// ---------------------------------------------------------------------------
// Unit tests
// ---------------------------------------------------------------------------

#[cfg(test)]
mod tests {
    use super::*;
    use std::fs;

    /// Workspace root holding `defaults/` (cargo runs unit tests from the
    /// crate directory).
    fn project_root() -> PathBuf {
        let cwd = std::env::current_dir().unwrap();
        if cwd.join("defaults").exists() {
            cwd
        } else if cwd.join("../../defaults").exists() {
            cwd.join("../..")
        } else {
            panic!("Cannot locate defaults/ directory from CWD {:?}", cwd);
        }
    }

    /// Fresh temp dir with config/ populated from defaults/.
    fn temp_config_dir(name: &str) -> PathBuf {
        let tmp = std::env::temp_dir().join(name);
        let config_dir = tmp.join("config");
        let _ = fs::remove_dir_all(&tmp);
        fs::create_dir_all(&config_dir).unwrap();

        let root = project_root();
        fs::copy(root.join("defaults/league.toml"), config_dir.join("league.toml")).unwrap();
        fs::copy(
            root.join("defaults/strategy.toml"),
            config_dir.join("strategy.toml"),
        )
        .unwrap();
        tmp
    }

    fn rewrite(tmp: &Path, file: &str, from: &str, to: &str) {
        let path = tmp.join("config").join(file);
        let text = fs::read_to_string(&path).unwrap();
        assert!(text.contains(from), "{file} does not contain {from:?}");
        fs::write(&path, text.replace(from, to)).unwrap();
    }

    fn expect_field(tmp: &Path, expected: &str) {
        let err = load_config_from(tmp).unwrap_err();
        match &err {
            ConfigError::ValidationError { field, .. } => assert_eq!(field, expected),
            other => panic!("expected ValidationError, got: {other}"),
        }
    }

    #[test]
    fn load_default_config() {
        let tmp = temp_config_dir("winwin_config_defaults");
        let config = load_config_from(&tmp).expect("should load defaults");

        assert_eq!(config.league_id, "1240782642371104768");
        assert_eq!(config.lineup, LineupConfig::default());
        assert_eq!(config.policy, TradePolicy::default());
        assert_eq!(config.relaxation, RelaxationConfig::default());

        assert_eq!(
            config.sources.fantasycalc_url,
            "https://api.fantasycalc.com/values/current"
        );
        assert_eq!(config.sources.sleeper_base_url, "https://api.sleeper.app/v1");
        assert_eq!(config.sources.max_retries, 3);
        assert_eq!(config.sources.request_timeout_secs, 30);
        assert!(!config.sources.fantasycalc.is_dynasty);
        assert_eq!(config.sources.fantasycalc.num_teams, 12);
        assert_eq!(config.output.default_path, "weekly_trades_output.txt");
        assert!(config.output.ascii_only);

        let _ = fs::remove_dir_all(&tmp);
    }

    #[test]
    fn relaxation_section_is_optional() {
        let tmp = temp_config_dir("winwin_config_no_relaxation");
        rewrite(
            &tmp,
            "strategy.toml",
            "[relaxation]\nfairness_steps = [0.15, 0.20]\nrelaxed_min_starter_gain = 1.0\nallow_uneven = true\nallow_partial = true\n",
            "",
        );
        let config = load_config_from(&tmp).expect("should load without [relaxation]");
        assert_eq!(config.relaxation, RelaxationConfig::default());
        let _ = fs::remove_dir_all(&tmp);
    }

    #[test]
    fn rejects_zero_fairness_threshold() {
        let tmp = temp_config_dir("winwin_config_zero_fairness");
        rewrite(
            &tmp,
            "strategy.toml",
            "fairness_threshold = 0.12",
            "fairness_threshold = 0.0",
        );
        expect_field(&tmp, "trade.fairness_threshold");
        let _ = fs::remove_dir_all(&tmp);
    }

    #[test]
    fn rejects_negative_min_starter_gain() {
        let tmp = temp_config_dir("winwin_config_negative_gain");
        rewrite(
            &tmp,
            "strategy.toml",
            "min_starter_gain = 3.0",
            "min_starter_gain = -1.0",
        );
        expect_field(&tmp, "trade.min_starter_gain");
        let _ = fs::remove_dir_all(&tmp);
    }

    #[test]
    fn rejects_relaxation_step_tighter_than_base() {
        let tmp = temp_config_dir("winwin_config_tight_step");
        rewrite(
            &tmp,
            "strategy.toml",
            "fairness_steps = [0.15, 0.20]",
            "fairness_steps = [0.10, 0.20]",
        );
        expect_field(&tmp, "relaxation.fairness_steps");
        let _ = fs::remove_dir_all(&tmp);
    }

    #[test]
    fn rejects_too_many_target_trades() {
        let tmp = temp_config_dir("winwin_config_target_trades");
        rewrite(&tmp, "league.toml", "target_trades = 6", "target_trades = 7");
        expect_field(&tmp, "league.target_trades");
        let _ = fs::remove_dir_all(&tmp);
    }

    #[test]
    fn rejects_zero_total_teams() {
        let tmp = temp_config_dir("winwin_config_zero_teams");
        rewrite(&tmp, "league.toml", "total_teams = 12", "total_teams = 0");
        expect_field(&tmp, "league.total_teams");
        let _ = fs::remove_dir_all(&tmp);
    }

    #[test]
    fn rejects_qb_in_flex() {
        let tmp = temp_config_dir("winwin_config_qb_flex");
        rewrite(
            &tmp,
            "league.toml",
            "flex_eligible = [\"RB\", \"WR\", \"TE\"]",
            "flex_eligible = [\"QB\", \"RB\"]",
        );
        expect_field(&tmp, "league.lineup.flex_eligible");
        let _ = fs::remove_dir_all(&tmp);
    }

    #[test]
    fn rejects_zero_retries() {
        let tmp = temp_config_dir("winwin_config_zero_retries");
        rewrite(&tmp, "strategy.toml", "max_retries = 3", "max_retries = 0");
        expect_field(&tmp, "sources.max_retries");
        let _ = fs::remove_dir_all(&tmp);
    }

    #[test]
    fn file_not_found_for_missing_league_toml() {
        let tmp = temp_config_dir("winwin_config_missing_league");
        fs::remove_file(tmp.join("config/league.toml")).unwrap();

        let err = load_config_from(&tmp).unwrap_err();
        match &err {
            ConfigError::FileNotFound { path } => assert!(path.ends_with("league.toml")),
            other => panic!("expected FileNotFound, got: {other}"),
        }
        let _ = fs::remove_dir_all(&tmp);
    }

    #[test]
    fn parse_error_for_invalid_toml() {
        let tmp = temp_config_dir("winwin_config_invalid_toml");
        fs::write(tmp.join("config/strategy.toml"), "this is not valid [[[ toml").unwrap();

        let err = load_config_from(&tmp).unwrap_err();
        match &err {
            ConfigError::ParseError { path, .. } => assert!(path.ends_with("strategy.toml")),
            other => panic!("expected ParseError, got: {other}"),
        }
        let _ = fs::remove_dir_all(&tmp);
    }

    #[test]
    fn ensure_config_files_copies_missing_and_skips_examples() {
        let tmp = std::env::temp_dir().join("winwin_config_ensure_copies");
        let _ = fs::remove_dir_all(&tmp);
        let defaults_dir = tmp.join("defaults");
        fs::create_dir_all(&defaults_dir).unwrap();

        let root = project_root();
        fs::copy(root.join("defaults/league.toml"), defaults_dir.join("league.toml")).unwrap();
        fs::copy(root.join("defaults/strategy.toml"), defaults_dir.join("strategy.toml")).unwrap();
        fs::write(defaults_dir.join("strategy.toml.example"), "# sample\n").unwrap();

        let copied = ensure_config_files(&tmp).expect("should succeed");
        assert_eq!(copied.len(), 2);
        assert!(tmp.join("config/league.toml").exists());
        assert!(tmp.join("config/strategy.toml").exists());
        assert!(!tmp.join("config/strategy.toml.example").exists());

        // Second run copies nothing and keeps local edits.
        fs::write(tmp.join("config/league.toml"), "# custom\n").unwrap();
        let copied = ensure_config_files(&tmp).expect("should succeed");
        assert!(copied.is_empty());
        let content = fs::read_to_string(tmp.join("config/league.toml")).unwrap();
        assert_eq!(content, "# custom\n");

        let _ = fs::remove_dir_all(&tmp);
    }

    #[test]
    fn ensure_config_files_errors_when_both_dirs_missing() {
        let tmp = std::env::temp_dir().join("winwin_config_both_missing");
        let _ = fs::remove_dir_all(&tmp);
        fs::create_dir_all(&tmp).unwrap();

        let err = ensure_config_files(&tmp).unwrap_err();
        match &err {
            ConfigError::DefaultsCopyError { message } => {
                assert!(message.contains("neither defaults/ nor config/"));
            }
            other => panic!("expected DefaultsCopyError, got: {other}"),
        }
        let _ = fs::remove_dir_all(&tmp);
    }

    #[test]
    fn lineup_required_counts() {
        let lineup = LineupConfig::default();
        assert_eq!(lineup.required(Position::Quarterback), 1);
        assert_eq!(lineup.required(Position::RunningBack), 2);
        assert_eq!(lineup.required(Position::WideReceiver), 2);
        assert_eq!(lineup.required(Position::TightEnd), 1);
        assert!(lineup.is_flex_eligible(Position::TightEnd));
        assert!(!lineup.is_flex_eligible(Position::Quarterback));
    }
}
··········
▸ EXERCISE DIRECTIONS
Return every line of the listing that has the word "TightEnd" in it.

▸ WRITTEN ANSWER
        assert_eq!(lineup.required(Position::TightEnd), 1);
        assert!(lineup.is_flex_eligible(Position::TightEnd));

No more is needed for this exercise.